- **Exercise directions**
Within the listing below, how many lines include the string "verdicts"? Reply with only the number.

- **Extracted information**
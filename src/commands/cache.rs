// File: cache.rs
// SPDX-License-Identifier: MIT OR Apache-2.0

use anyhow::Result;
use colored::*;
use std::io::{self, Write};

use super::{format_file_size, print_error, print_success, print_warning};
use crate::cache::VerdictCache;
use crate::cli::{CacheCommands, CachePurgeArgs, CacheStatsArgs};

pub async fn execute(cmd: &CacheCommands, cache: &VerdictCache) -> Result<()> {
    match cmd {
        CacheCommands::Stats(args) => show_stats(args, cache),
        CacheCommands::Purge(args) => purge(args, cache),
    }
}

fn show_stats(args: &CacheStatsArgs, cache: &VerdictCache) -> Result<()> {
    let stats = cache.stats()?;

    if args.format.eq_ignore_ascii_case("json") {
        println!("{}", serde_json::to_string_pretty(&stats)?);
        return Ok(());
    }

    println!("{}", "VERDICT CACHE".bold());
    println!(
        "  url entries:  {}",
        stats.get("url_entries").unwrap_or(&0).to_string().cyan()
    );
    println!(
        "  file entries: {}",
        stats.get("file_entries").unwrap_or(&0).to_string().cyan()
    );
    println!(
        "  size on disk: {}",
        format_file_size(*stats.get("size_bytes").unwrap_or(&0))
    );

    Ok(())
}

fn purge(args: &CachePurgeArgs, cache: &VerdictCache) -> Result<()> {
    if args.kind.is_some() && args.parse_kind().is_none() {
        print_error(&format!(
            "Unknown target kind: {} (expected url or file)",
            args.kind.as_deref().unwrap_or("")
        ));
        return Ok(());
    }

    if !args.confirm && !confirm_purge(args)? {
        print_warning("Operation cancelled by user");
        return Ok(());
    }

    let removed = cache.purge(args.parse_kind())?;

    if removed > 0 {
        print_success(&format!("Purged {} cached verdicts", removed));
    } else {
        print_warning("Cache was already empty");
    }

    Ok(())
}

fn confirm_purge(args: &CachePurgeArgs) -> Result<bool> {
    let scope = match args.parse_kind() {
        Some(kind) => format!("all {} verdicts", kind),
        None => "ALL cached verdicts".to_string(),
    };
    print_warning(&format!(
        "This will delete {}; next scans will re-query the reputation service",
        scope
    ));

    loop {
        print!("Are you sure you want to continue? [y/N]: ");
        io::stdout().flush()?;

        let mut input = String::new();
        io::stdin().read_line(&mut input)?;

        match input.trim().to_lowercase().as_str() {
            "y" | "yes" => return Ok(true),
            "n" | "no" | "" => return Ok(false),
            _ => {
                println!("Please enter 'y' for yes or 'n' for no");
                continue;
            }
        }
    }
}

- **Answer section**
3